An actor set to appear in an upcoming reboot of "Hellboy" has exited the project after he realized the character for which he'd been cast was "of mixed Asian heritage," and that his casting would have whitewashed the role.
Ed Skrein was cast last week in the role of Major Ben Daimio for the upcoming reboot starring "Stranger Things" star David Harbour.
Skrein said in a statement posted to social media on Monday that he was "unaware" of his character's background when he accepted the part, but he was prompted to correct the situation after being informed.
"There has been intense conversation and understandable upset since that announcement, and I must do what I feel is right," he said. "It is clear that representing this character in a culturally accurate way holds significance for people, and that to neglect this responsibility would continue a worrying tendency to obscure ethnic minority stories and voices in the Arts."
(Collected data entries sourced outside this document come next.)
use std::collections::HashMap;
use vello::peniko::Color;

use super::colors::ThemeColors;

/// Color groups of the host toolkit's native palette.
#[derive(Debug, Clone, Copy, PartialEq, Eq, Hash)]
pub enum ColorGroup {
    /// Widgets in the focused window.
    Active,
    /// Widgets in unfocused windows.
    Inactive,
    /// Disabled widgets.
    Disabled,
}

/// Color roles of the host toolkit's native palette.
///
/// Widgets the style does not paint itself (custom widgets, rich text) still
/// pick their colors from these roles.
#[allow(missing_docs)]
#[derive(Debug, Clone, Copy, PartialEq, Eq, Hash)]
pub enum PaletteRole {
    Window,
    WindowText,
    Base,
    AlternateBase,
    ToolTipBase,
    ToolTipText,
    PlaceholderText,
    Text,
    Button,
    ButtonText,
    BrightText,
    Light,
    Midlight,
    Mid,
    Dark,
    Shadow,
    Highlight,
    HighlightedText,
    Link,
    LinkVisited,
}

impl PaletteRole {
    /// Every role, in declaration order.
    pub const ALL: [PaletteRole; 20] = [
        PaletteRole::Window,
        PaletteRole::WindowText,
        PaletteRole::Base,
        PaletteRole::AlternateBase,
        PaletteRole::ToolTipBase,
        PaletteRole::ToolTipText,
        PaletteRole::PlaceholderText,
        PaletteRole::Text,
        PaletteRole::Button,
        PaletteRole::ButtonText,
        PaletteRole::BrightText,
        PaletteRole::Light,
        PaletteRole::Midlight,
        PaletteRole::Mid,
        PaletteRole::Dark,
        PaletteRole::Shadow,
        PaletteRole::Highlight,
        PaletteRole::HighlightedText,
        PaletteRole::Link,
        PaletteRole::LinkVisited,
    ];
}

/// Native palette derived from a theme's colors.
#[derive(Debug, Clone)]
pub struct Palette {
    colors: HashMap<(ColorGroup, PaletteRole), Color>,
}

impl Palette {
    pub(crate) fn derive(colors: &ThemeColors) -> Self {
        let mut palette = Self {
            colors: HashMap::new(),
        };

        for group in [ColorGroup::Active, ColorGroup::Inactive, ColorGroup::Disabled] {
            for role in PaletteRole::ALL {
                palette
                    .colors
                    .insert((group, role), Self::derive_color(colors, group, role));
            }
        }

        palette
    }

    fn derive_color(colors: &ThemeColors, group: ColorGroup, role: PaletteRole) -> Color {
        let disabled = group == ColorGroup::Disabled;
        let text = if disabled {
            colors.secondary_disabled
        } else {
            colors.secondary
        };

        match role {
            PaletteRole::Window => colors.background_main2,
            PaletteRole::WindowText | PaletteRole::Text | PaletteRole::ButtonText => text,
            PaletteRole::Base => colors.background_main1,
            PaletteRole::AlternateBase => colors.background_main2,
            PaletteRole::ToolTipBase => colors.tooltip_background,
            PaletteRole::ToolTipText => colors.tooltip_foreground,
            PaletteRole::PlaceholderText => {
                if disabled {
                    colors.secondary_alternative_disabled
                } else {
                    colors.secondary_alternative
                }
            },
            PaletteRole::Button => {
                if disabled {
                    colors.neutral_disabled
                } else {
                    colors.neutral
                }
            },
            PaletteRole::BrightText => colors.primary_foreground,
            PaletteRole::Light => colors.background_main1,
            PaletteRole::Midlight => colors.background_main3,
            PaletteRole::Mid => colors.background_main4,
            PaletteRole::Dark => colors.border,
            PaletteRole::Shadow => colors.shadow1,
            // Unfocused windows highlight their selection with the neutral color.
            PaletteRole::Highlight => match group {
                ColorGroup::Active => colors.primary,
                ColorGroup::Inactive => colors.neutral,
                ColorGroup::Disabled => colors.primary_disabled,
            },
            PaletteRole::HighlightedText => match group {
                ColorGroup::Active => colors.primary_foreground,
                ColorGroup::Inactive => colors.secondary,
                ColorGroup::Disabled => colors.primary_foreground_disabled,
            },
            PaletteRole::Link => {
                if disabled {
                    colors.primary_disabled
                } else {
                    colors.primary
                }
            },
            PaletteRole::LinkVisited => {
                if disabled {
                    colors.primary_alternative_disabled
                } else {
                    colors.primary_alternative
                }
            },
        }
    }

    /// Color of `role` in `group`.
    pub fn color(&self, group: ColorGroup, role: PaletteRole) -> Color {
        self.colors
            .get(&(group, role))
            .copied()
            .unwrap_or(Color::BLACK)
    }
}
Skrein said his departure makes way for the role to "be cast appropriately."
Producers Larry Gordon, Lloyd Levin, Lionsgate & Millennium released a joint statement to CNN saying they "fully support" Skrein's "unselfish decision."
"It was not our intent to be insensitive to issues of authenticity and ethnicity, and we will look to recast the part with an actor more consistent with the character in the source material," the statement said.
Skrein's decision comes at a time when more attention than ever is being paid to Hollywood's casting decisions, particularly when it comes to adaptations.
Matt Damon's " The Great Wall ," "Doctor Strange," and Netflix's "Iron Fist" and "Death Note " have faced criticism in the past for casting white actors in roles that some felt should be played by actors of Asian descent.
"Representation of ethnic diversity is important, especially to me as I have a mixed heritage family," Skrein added. "It is our responsibility to make moral decisions in difficult times and to give voice to inclusivity."
Skrein's other credits include parts in "Deadpool" and "Game of Thrones."
Skrein said it is his "hope that one day these discussions will become less necessary," and what while he's "sad" to leave the film, "if this decision brings us closer to that day, it is worth it."
"I hope it makes a difference," he wrote.